贈与税には、基礎控除が設けられており、その額は年間110万円です。
それを超えた額に対しては、最高50%もの贈与税が課税されます。

であれば、

「年間110万円未満であれば、贈与税を支払うことなく贈与ができる!」
「1000万円の財産も10年がかりで贈与すれば、非課税だ!」

確かにそのように計算されます。

しかし、問題はその方法です。

相続税評価額1000万円の不動産を親から子へ移転する方法について考えてみます。

確定日付のある贈与証書による方法

確定日付とは、法務局や公証役場で書面に日付を記録してもらう行為です。
確かにその日付にその書類があったことを証明するひとつの方法です。

親子は毎年、親の不動産の持分10分の1を子へ贈与する旨の証書を作成し、法務局で確定日付を取得し証書を大切に保管していました。10年経ち、不動産の持分は子に移りました。
そして10年分の贈与の登記手続(贈与の登記10件)をまとめて行いました。

結論から申し上げれば、贈与税は課税されます。

贈与は民法で規定され、このケースでは毎年の時点で10分の1づつの持分の移転があったと民法上は解釈されます。

しかし、税法上ではこれを認めていません。

公正証書による贈与契約

公正証書とは、公証役場で公証人が関与して作成される、きわめて信頼性の高い証書です。
作成日についても、内容についても間違いはありません。

贈与の事実を公正証書に記録して持分を基礎控除の範囲内で暦年贈与し、まとめて登記すれば・・・

結論は、確定日付の方法と同様、課税されます。

贈与税課税の理由と対策

上の二つの事例は、贈与税を回避する意図を持った行為みなされるからです。

さらに大胆な方法として、一括で贈与する内容の公正証書を作成し、贈与税の除斥期間満了後(時効で課税されなくなってから)に贈与の登記を行ったケースについての裁判例があります。

判例は、

  1. 登記を行うことが所有権確保の一番確実な方法なのに、あえてこれを行わない合理的な理由はない。
  2. 贈与税回避の意図のもとで作成された公正証書には、贈与の効力はみとめられない。
  3. したがって、贈与が実行されたのは登記の時点である

と判断しています。

したがって、基礎控除枠を利用した持分移転の方法を利用する場合は、
毎年、登記手続まで行う必要があります。

さらに当事務所では、今回のケースにおいては、10回に分けて行わず、8分の1程度(年間125万円)の贈与を行い、贈与税をきちんと申告・納税されることをおすすめします。

基礎控除枠の贈与にかかる税金と費用の実際

毎年登記が必要となると、余計に費用がかかるんじゃないの?司法書士の手数料水増し作戦なんじゃないか?

では、実際に計算してみます。

ただし、税法は毎年のように改正されるため、平成26年の時点での税法で計算します。
なお、登録免許税は、単に分割して納付するだけで総額に変化はないため省略します。

ケース1 一括で贈与した場合

今回のケースは、下記の税率が適用され、

基礎控除後の課税価格税率控除額
200万円以下10%
300万円以下15%10万円
400万円以下20%25万円
600万円以下30%65万円
1,000万円以下40%125万円
1,000万円超50%225万円

税率は40%、控除額が125万円として1000万円―110万円=890万円(課税価格)

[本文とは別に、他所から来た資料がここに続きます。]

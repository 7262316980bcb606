//! Notification events
//!
//! Defines all event types that can be broadcasted to WebSocket clients.

use chrono::{DateTime, Utc};
use serde::{Deserialize, Serialize};
use uuid::Uuid;

/// Common payload of every truck workflow event
#[derive(Debug, Clone, Serialize, Deserialize)]
pub struct TruckEventData {
    pub truck_id: Uuid,
    pub entrepot_id: Uuid,
    pub immatriculation: String,
    /// Primary status label after the transition, e.g. "Annulé"
    pub statut: String,
    pub advanced_status: Option<String>,
    pub timestamp: DateTime<Utc>,
}

/// Warehouse deleted event (cascades its trucks)
#[derive(Debug, Clone, Serialize, Deserialize)]
pub struct WarehouseDeletedEvent {
    pub entrepot_id: Uuid,
    pub name: String,
    pub removed_trucks: u64,
    pub timestamp: DateTime<Utc>,
}

/// Event types for notifications
#[derive(Debug, Clone, Serialize, Deserialize)]
#[serde(tag = "type", content = "data")]
pub enum Event {
    /// Truck registered at the front desk
    TruckRegistered(TruckEventData),
    /// Analysis codes submitted by the manager
    AnalysisSubmitted(TruckEventData),
    /// Truck validated by an admin
    TruckValidated(TruckEventData),
    /// Truck refused by an admin
    TruckRefused(TruckEventData),
    /// Refused truck sent back for re-examination
    TruckResent(TruckEventData),
    /// Resent truck put back into the decision queue
    TruckReintegrated(TruckEventData),
    /// Product data recorded, acceptance finalized
    TruckAccepted(TruckEventData),
    /// Unloading finished
    TruckDischarged(TruckEventData),
    /// Warehouse removed together with its trucks
    WarehouseDeleted(WarehouseDeletedEvent),
}

impl Event {
    /// Get the event type name
    pub fn event_type(&self) -> &'static str {
        match self {
            Event::TruckRegistered(_) => "truck_registered",
            Event::AnalysisSubmitted(_) => "analysis_submitted",
            Event::TruckValidated(_) => "truck_validated",
            Event::TruckRefused(_) => "truck_refused",
            Event::TruckResent(_) => "truck_resent",
            Event::TruckReintegrated(_) => "truck_reintegrated",
            Event::TruckAccepted(_) => "truck_accepted",
            Event::TruckDischarged(_) => "truck_discharged",
            Event::WarehouseDeleted(_) => "warehouse_deleted",
        }
    }

    /// Warehouse the event belongs to
    pub fn entrepot_id(&self) -> Uuid {
        match self {
            Event::TruckRegistered(e)
            | Event::AnalysisSubmitted(e)
            | Event::TruckValidated(e)
            | Event::TruckRefused(e)
            | Event::TruckResent(e)
            | Event::TruckReintegrated(e)
            | Event::TruckAccepted(e)
            | Event::TruckDischarged(e) => e.entrepot_id,
            Event::WarehouseDeleted(e) => e.entrepot_id,
        }
    }
}

/// Wrapper for sending events with metadata
#[derive(Debug, Clone, Serialize, Deserialize)]
pub struct EventMessage {
    pub id: String,
    pub timestamp: DateTime<Utc>,
    #[serde(flatten)]
    pub event: Event,
}

impl EventMessage {
    pub fn new(event: Event) -> Self {
        Self {
            id: Uuid::new_v4().to_string(),
            timestamp: Utc::now(),
            event,
        }
    }
}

890万円×40%―125万円=231万円(贈与税額)

当事務所の登記費用が4万6200円(税込)

合計235万6200円となります。

ケース2 8分の1づつ贈与する場合

1000万円÷8年=125万円(1年間の贈与額)

125万円―110万円=15万円(課税価格)

税率は10%、控除額はなく

15万円×10%=1万5000円(年間贈与税額)

これが8年分で合計贈与税額は12万円

当事務所の登記費用は4万6200円×8年分=36万9600円(消費税10%で計算)

合計48万9600円 一括贈与のケースとの差は約186万6600円となります。

きちんと申告・納税し、安心できる贈与を行ってください。

贈与税はもらう人が基準、だから3倍速も

【平成26年7月追記】
ここまで、贈与税の基礎控除枠110万円をどのように利用すべきかを解説しましたが、大事なことが抜けていました。

贈与税の課税については、もらう人が基準。
もらう人ひとりあたり、年間110万円の基礎控除枠があるのです。

したがって、親から複数の子へ同様の方法で贈与すれば、110万円×人数分の基礎控除枠があるのと同様になります。

そうすると、2人の子供へ贈与をすれば、2倍速で、3人であれば3倍速で、相続の対象になるかも知れない財産を減らすことが可能です。

もちろん、お子様に限らず、奥様や、お子様の奥様などにも贈与の対象を広げれば、【110万円】しかなかった枠が大きく広がります。

「相続対策として、基礎控除枠を大きく使う!」そのためには、早めの行動が大切です。